Problem requirements:
Please tally the lines below that contain the string "number" and reply with that figure only.

Study material Start Marker

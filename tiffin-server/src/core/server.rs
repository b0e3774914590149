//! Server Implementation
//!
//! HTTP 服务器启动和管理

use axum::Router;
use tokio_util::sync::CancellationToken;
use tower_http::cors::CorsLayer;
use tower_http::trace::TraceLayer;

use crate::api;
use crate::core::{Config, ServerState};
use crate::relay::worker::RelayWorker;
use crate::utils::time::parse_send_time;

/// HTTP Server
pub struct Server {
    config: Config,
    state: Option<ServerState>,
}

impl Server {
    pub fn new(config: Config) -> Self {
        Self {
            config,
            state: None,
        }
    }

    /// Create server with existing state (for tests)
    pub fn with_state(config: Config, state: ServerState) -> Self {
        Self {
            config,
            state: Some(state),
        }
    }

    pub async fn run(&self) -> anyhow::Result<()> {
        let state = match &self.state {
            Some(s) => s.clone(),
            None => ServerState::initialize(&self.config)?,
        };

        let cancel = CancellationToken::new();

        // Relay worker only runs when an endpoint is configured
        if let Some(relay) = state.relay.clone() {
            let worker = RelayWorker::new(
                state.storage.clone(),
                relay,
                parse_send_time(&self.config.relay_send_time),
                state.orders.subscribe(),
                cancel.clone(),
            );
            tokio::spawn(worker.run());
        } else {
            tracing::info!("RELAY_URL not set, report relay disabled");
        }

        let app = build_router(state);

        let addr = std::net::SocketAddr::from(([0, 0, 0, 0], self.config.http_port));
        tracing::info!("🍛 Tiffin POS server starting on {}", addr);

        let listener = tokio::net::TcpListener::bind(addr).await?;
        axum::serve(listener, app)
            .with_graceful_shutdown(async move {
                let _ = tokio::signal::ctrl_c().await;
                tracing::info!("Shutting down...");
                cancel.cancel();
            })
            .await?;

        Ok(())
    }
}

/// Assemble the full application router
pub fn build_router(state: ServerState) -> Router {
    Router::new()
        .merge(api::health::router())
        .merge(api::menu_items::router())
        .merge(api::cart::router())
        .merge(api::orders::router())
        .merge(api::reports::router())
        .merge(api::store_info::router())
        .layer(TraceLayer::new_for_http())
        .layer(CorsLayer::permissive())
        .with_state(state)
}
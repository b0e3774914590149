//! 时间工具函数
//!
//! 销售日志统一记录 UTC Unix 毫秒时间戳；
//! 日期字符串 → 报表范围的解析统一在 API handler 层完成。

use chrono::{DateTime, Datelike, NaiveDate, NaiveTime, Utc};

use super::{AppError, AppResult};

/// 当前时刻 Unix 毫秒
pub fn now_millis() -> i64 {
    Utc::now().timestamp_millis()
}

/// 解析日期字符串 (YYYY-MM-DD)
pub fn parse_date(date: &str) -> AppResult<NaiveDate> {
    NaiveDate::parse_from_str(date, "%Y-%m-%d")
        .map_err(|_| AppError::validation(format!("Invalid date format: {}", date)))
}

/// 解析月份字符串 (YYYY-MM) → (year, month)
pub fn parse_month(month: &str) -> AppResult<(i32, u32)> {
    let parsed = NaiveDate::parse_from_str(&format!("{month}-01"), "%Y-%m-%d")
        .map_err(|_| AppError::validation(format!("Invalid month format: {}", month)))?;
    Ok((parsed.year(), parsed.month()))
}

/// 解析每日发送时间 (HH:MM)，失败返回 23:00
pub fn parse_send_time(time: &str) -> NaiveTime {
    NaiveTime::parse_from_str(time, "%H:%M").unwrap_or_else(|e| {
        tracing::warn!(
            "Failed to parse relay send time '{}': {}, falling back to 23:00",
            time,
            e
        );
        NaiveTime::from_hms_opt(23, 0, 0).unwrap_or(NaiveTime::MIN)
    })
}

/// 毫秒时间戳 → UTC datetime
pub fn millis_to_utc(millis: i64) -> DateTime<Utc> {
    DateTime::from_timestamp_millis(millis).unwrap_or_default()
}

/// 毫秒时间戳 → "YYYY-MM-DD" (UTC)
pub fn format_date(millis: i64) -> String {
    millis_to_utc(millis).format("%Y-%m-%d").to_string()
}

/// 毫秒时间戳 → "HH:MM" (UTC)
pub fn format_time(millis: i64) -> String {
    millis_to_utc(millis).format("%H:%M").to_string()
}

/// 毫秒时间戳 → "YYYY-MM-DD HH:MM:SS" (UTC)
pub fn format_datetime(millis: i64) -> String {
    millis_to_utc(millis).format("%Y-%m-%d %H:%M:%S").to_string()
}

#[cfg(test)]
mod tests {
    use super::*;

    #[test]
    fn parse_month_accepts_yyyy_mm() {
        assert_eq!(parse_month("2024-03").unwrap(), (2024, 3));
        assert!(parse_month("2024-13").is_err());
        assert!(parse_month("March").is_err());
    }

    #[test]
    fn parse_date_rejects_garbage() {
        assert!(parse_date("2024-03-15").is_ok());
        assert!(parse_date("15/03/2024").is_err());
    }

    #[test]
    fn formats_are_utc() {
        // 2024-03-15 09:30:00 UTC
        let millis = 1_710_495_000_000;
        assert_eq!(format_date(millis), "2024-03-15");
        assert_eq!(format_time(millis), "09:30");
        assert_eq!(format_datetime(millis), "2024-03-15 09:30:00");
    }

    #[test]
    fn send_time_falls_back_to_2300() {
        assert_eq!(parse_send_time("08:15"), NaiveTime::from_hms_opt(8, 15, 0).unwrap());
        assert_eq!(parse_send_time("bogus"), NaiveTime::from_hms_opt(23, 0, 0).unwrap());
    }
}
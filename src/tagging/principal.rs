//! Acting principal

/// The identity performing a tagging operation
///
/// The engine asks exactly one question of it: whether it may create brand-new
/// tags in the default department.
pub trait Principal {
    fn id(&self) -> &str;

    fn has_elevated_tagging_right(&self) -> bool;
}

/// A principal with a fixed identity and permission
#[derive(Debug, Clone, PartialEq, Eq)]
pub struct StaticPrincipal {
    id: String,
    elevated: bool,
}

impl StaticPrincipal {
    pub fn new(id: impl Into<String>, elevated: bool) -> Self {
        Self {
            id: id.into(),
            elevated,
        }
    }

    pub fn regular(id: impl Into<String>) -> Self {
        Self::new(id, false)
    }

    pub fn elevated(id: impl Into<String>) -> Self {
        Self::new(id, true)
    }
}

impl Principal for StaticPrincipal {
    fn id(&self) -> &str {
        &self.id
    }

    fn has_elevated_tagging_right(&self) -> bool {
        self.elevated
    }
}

Study material End Marker
Study material Start Marker

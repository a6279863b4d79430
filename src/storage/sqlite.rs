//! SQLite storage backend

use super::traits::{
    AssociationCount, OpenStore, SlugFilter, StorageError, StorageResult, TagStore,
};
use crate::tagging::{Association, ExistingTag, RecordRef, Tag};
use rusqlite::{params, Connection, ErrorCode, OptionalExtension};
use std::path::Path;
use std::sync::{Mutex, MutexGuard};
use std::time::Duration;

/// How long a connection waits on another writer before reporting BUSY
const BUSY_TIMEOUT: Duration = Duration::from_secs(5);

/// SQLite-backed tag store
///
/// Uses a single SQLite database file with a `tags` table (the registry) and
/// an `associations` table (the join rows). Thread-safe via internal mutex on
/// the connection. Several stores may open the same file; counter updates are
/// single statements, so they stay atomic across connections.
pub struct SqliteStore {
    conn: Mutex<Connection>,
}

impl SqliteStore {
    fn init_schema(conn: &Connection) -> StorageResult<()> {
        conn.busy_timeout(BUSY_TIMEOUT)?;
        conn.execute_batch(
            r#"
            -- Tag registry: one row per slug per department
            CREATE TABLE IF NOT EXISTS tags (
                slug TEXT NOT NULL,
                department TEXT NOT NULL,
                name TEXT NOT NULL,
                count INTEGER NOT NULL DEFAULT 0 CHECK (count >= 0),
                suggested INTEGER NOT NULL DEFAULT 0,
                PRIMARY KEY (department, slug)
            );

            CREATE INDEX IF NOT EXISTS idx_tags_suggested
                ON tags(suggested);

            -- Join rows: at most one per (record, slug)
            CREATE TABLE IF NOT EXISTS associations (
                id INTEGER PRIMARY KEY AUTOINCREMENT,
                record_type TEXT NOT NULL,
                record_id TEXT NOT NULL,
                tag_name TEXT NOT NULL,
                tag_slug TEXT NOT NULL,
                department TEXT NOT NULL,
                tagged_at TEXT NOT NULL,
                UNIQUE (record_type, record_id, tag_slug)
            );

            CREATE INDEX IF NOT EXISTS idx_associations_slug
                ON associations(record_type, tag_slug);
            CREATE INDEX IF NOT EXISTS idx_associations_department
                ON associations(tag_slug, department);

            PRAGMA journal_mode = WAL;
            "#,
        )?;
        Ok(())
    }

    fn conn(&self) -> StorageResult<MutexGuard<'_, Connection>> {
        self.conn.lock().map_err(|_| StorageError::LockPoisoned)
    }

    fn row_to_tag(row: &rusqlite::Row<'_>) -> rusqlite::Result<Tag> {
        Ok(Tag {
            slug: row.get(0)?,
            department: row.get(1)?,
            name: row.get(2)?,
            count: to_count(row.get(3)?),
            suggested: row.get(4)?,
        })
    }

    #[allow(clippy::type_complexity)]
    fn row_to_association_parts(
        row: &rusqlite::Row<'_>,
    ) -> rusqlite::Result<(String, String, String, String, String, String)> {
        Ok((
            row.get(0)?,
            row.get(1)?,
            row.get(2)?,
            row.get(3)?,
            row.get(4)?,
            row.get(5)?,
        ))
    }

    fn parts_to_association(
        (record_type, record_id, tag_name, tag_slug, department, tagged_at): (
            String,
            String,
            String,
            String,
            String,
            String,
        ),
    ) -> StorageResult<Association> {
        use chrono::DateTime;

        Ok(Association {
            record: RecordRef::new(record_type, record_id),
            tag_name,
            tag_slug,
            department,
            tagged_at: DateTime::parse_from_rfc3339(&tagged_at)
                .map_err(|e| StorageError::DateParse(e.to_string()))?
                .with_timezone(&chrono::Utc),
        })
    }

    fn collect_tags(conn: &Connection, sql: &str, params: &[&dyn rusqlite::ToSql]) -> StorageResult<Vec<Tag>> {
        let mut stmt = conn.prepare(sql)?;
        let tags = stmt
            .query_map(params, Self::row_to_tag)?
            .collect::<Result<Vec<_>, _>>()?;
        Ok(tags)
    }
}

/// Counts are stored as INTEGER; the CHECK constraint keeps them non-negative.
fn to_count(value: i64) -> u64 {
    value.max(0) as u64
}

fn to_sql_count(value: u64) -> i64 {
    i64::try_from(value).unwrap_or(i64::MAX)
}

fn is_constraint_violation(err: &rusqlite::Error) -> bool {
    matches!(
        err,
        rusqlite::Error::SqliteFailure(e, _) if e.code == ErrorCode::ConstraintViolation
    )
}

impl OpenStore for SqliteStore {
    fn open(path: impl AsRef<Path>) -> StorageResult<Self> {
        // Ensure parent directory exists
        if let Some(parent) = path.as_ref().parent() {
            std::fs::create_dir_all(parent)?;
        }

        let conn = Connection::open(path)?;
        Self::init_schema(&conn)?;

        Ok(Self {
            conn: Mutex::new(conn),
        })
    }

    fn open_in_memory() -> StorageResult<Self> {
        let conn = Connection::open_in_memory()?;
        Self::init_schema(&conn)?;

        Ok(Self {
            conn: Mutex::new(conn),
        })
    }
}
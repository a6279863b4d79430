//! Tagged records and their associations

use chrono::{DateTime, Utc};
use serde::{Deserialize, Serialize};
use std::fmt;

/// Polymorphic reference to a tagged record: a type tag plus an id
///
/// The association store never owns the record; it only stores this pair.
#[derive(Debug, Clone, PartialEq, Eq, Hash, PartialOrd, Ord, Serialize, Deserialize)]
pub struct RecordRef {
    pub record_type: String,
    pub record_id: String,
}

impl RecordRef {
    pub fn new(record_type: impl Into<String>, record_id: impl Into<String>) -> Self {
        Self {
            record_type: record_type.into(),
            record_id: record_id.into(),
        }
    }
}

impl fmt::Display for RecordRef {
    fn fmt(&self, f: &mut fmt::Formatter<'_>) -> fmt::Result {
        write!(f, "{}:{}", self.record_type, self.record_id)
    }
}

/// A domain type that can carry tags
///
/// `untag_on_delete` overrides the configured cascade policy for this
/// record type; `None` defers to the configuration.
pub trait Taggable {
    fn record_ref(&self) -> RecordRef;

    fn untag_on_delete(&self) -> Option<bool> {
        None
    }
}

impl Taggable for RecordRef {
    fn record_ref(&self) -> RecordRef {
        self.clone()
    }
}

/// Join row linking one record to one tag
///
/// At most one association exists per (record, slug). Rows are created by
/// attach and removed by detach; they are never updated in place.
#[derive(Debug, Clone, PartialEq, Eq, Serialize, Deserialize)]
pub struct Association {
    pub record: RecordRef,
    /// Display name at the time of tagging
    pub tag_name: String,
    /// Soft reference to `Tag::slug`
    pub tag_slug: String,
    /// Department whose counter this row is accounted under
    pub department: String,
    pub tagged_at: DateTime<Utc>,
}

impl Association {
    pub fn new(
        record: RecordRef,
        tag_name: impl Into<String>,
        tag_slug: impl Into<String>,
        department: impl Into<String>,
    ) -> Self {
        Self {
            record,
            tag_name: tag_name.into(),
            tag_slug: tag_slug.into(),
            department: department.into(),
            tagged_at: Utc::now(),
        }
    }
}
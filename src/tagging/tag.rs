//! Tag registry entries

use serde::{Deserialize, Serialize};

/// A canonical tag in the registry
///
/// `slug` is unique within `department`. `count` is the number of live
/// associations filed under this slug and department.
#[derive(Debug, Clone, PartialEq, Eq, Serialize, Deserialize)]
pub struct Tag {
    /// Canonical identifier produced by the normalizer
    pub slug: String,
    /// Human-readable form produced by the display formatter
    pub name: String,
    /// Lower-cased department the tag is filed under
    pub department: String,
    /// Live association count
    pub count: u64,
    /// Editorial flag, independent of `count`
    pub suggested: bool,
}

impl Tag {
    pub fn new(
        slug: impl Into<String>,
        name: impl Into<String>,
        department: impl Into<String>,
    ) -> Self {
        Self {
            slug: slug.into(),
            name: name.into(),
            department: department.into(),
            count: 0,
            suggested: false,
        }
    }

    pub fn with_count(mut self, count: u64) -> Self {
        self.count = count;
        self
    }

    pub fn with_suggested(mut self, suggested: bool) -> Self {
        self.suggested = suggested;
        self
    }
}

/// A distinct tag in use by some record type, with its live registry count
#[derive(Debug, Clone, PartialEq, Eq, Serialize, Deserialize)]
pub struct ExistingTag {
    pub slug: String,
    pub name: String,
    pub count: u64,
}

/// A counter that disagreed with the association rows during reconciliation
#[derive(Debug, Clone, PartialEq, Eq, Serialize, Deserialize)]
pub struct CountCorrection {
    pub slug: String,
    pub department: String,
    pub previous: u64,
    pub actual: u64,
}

Study material End Marker
Study material Start Marker

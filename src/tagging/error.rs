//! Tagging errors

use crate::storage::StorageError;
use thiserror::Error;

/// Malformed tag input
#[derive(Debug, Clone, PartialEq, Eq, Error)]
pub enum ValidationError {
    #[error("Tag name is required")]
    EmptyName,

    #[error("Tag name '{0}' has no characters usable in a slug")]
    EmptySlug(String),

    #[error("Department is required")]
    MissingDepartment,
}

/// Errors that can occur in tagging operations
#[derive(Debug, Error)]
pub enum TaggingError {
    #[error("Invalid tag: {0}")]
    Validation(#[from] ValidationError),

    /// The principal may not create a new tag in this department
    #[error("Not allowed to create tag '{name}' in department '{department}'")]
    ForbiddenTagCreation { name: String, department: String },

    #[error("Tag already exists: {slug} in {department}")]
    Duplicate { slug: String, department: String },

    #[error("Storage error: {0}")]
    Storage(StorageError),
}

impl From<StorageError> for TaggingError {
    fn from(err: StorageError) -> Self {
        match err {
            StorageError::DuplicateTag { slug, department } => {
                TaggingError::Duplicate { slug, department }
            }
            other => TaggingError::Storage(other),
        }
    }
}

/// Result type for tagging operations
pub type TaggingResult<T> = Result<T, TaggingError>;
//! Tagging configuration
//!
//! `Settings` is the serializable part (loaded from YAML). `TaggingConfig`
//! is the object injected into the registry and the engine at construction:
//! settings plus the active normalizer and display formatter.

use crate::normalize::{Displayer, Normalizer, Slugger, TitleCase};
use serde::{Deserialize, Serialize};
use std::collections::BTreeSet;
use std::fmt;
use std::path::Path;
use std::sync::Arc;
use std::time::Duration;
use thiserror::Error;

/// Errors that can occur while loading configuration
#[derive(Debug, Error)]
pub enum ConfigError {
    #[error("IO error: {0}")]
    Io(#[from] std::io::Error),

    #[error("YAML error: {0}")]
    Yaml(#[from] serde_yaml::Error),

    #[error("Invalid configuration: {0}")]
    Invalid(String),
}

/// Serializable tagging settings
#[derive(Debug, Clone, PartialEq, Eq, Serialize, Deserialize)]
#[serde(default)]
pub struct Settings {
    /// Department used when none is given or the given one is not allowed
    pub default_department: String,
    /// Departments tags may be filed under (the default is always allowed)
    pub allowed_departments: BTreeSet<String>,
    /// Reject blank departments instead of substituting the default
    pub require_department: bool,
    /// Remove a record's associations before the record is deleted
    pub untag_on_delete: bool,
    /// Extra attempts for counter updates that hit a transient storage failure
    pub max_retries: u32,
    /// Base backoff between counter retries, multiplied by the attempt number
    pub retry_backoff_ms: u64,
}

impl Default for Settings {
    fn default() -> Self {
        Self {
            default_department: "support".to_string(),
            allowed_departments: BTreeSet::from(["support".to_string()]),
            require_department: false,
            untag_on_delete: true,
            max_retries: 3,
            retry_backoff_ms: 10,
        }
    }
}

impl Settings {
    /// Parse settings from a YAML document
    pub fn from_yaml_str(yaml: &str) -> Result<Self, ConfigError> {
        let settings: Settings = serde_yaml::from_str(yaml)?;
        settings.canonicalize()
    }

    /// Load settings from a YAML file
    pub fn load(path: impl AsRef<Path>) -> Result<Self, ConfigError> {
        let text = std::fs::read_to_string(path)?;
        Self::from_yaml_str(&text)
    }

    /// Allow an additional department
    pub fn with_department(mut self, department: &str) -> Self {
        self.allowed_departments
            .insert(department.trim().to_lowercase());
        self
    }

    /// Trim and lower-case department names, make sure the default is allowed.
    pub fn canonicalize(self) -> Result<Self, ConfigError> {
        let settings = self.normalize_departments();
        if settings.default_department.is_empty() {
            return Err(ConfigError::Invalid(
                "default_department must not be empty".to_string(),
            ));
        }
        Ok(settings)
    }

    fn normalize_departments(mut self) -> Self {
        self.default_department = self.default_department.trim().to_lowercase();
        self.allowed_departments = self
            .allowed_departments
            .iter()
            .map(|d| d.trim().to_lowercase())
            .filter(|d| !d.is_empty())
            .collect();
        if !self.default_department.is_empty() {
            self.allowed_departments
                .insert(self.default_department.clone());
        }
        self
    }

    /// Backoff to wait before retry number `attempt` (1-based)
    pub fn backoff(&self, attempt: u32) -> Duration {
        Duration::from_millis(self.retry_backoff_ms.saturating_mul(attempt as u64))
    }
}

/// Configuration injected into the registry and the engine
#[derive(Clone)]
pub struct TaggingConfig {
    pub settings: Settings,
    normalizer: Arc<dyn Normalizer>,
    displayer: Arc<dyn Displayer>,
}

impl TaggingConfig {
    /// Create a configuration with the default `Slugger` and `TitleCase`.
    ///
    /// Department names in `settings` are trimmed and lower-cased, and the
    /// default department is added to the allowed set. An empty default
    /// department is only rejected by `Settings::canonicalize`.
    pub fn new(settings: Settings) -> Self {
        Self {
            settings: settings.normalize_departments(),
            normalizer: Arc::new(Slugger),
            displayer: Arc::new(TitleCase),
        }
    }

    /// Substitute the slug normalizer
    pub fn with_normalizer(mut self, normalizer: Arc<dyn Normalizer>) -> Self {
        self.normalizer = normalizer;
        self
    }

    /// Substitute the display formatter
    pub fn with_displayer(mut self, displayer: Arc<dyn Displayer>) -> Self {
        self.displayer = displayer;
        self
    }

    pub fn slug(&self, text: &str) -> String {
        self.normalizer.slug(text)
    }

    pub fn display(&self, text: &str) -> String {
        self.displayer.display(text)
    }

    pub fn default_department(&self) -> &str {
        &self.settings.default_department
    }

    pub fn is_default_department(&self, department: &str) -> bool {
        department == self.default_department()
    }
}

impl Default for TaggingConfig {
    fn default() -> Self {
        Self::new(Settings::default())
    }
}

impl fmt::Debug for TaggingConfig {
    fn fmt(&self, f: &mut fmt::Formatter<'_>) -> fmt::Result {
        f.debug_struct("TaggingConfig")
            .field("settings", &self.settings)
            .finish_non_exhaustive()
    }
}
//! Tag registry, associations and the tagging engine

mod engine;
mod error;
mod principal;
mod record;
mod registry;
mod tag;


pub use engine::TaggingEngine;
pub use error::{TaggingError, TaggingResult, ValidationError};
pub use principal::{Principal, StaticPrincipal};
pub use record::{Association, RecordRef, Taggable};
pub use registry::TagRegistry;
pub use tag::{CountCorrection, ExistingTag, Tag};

Study material End Marker

The completed task:
3